Segment Start: DATASET CONTENT

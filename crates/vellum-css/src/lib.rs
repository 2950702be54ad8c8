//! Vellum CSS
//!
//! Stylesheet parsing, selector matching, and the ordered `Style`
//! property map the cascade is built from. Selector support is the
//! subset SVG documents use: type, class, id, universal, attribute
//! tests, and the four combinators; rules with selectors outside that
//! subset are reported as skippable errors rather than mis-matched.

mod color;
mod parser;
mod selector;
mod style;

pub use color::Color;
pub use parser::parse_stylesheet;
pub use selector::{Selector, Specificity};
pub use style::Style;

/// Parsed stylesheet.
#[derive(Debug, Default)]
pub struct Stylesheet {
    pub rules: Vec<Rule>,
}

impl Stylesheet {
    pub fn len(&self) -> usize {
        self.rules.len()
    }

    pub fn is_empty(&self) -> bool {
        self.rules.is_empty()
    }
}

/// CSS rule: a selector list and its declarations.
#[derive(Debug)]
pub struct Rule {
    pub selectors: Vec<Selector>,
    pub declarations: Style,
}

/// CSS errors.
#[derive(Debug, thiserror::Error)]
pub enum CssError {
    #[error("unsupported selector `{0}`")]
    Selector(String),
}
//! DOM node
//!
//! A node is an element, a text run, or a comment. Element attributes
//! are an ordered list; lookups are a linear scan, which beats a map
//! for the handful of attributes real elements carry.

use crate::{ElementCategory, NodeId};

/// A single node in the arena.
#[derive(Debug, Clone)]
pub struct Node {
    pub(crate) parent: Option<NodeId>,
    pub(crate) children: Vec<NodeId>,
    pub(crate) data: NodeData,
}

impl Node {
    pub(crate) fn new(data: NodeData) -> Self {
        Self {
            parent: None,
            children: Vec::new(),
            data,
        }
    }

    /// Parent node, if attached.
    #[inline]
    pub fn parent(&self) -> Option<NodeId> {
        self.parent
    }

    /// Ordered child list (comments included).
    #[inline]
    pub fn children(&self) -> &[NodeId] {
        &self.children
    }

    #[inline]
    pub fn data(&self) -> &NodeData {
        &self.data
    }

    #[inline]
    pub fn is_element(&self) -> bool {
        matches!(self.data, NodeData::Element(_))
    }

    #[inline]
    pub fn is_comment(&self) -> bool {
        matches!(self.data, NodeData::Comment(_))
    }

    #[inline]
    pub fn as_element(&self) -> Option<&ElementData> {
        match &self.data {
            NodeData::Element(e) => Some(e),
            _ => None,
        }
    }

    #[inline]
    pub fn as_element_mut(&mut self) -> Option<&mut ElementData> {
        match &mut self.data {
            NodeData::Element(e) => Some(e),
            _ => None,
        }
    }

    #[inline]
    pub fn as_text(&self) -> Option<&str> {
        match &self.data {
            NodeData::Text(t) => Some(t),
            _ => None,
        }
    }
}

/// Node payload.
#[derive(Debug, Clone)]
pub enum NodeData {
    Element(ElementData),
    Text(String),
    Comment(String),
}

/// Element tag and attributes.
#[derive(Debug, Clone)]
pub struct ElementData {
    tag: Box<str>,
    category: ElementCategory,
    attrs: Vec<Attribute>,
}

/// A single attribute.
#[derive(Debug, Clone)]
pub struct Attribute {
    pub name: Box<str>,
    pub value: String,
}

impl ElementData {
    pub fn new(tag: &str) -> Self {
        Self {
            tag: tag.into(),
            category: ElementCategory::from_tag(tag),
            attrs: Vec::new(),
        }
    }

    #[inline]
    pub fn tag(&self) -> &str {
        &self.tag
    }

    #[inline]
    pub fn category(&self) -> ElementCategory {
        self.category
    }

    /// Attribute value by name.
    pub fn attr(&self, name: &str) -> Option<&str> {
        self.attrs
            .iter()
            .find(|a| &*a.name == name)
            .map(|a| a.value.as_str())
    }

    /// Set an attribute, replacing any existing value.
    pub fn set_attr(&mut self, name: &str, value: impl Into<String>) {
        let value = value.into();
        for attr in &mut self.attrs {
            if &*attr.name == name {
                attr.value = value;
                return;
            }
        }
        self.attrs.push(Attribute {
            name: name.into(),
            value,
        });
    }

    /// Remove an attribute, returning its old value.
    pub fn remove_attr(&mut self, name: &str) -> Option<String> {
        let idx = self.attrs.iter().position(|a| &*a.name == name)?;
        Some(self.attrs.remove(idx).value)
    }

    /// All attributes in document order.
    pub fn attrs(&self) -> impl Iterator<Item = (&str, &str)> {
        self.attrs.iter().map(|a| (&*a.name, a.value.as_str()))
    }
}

Segment End: DATASET CONTENT

## TASK GOAL
What is the number of lines in the records that include "attributes"? Answer with that number alone.

## YOUR SOLUTION
4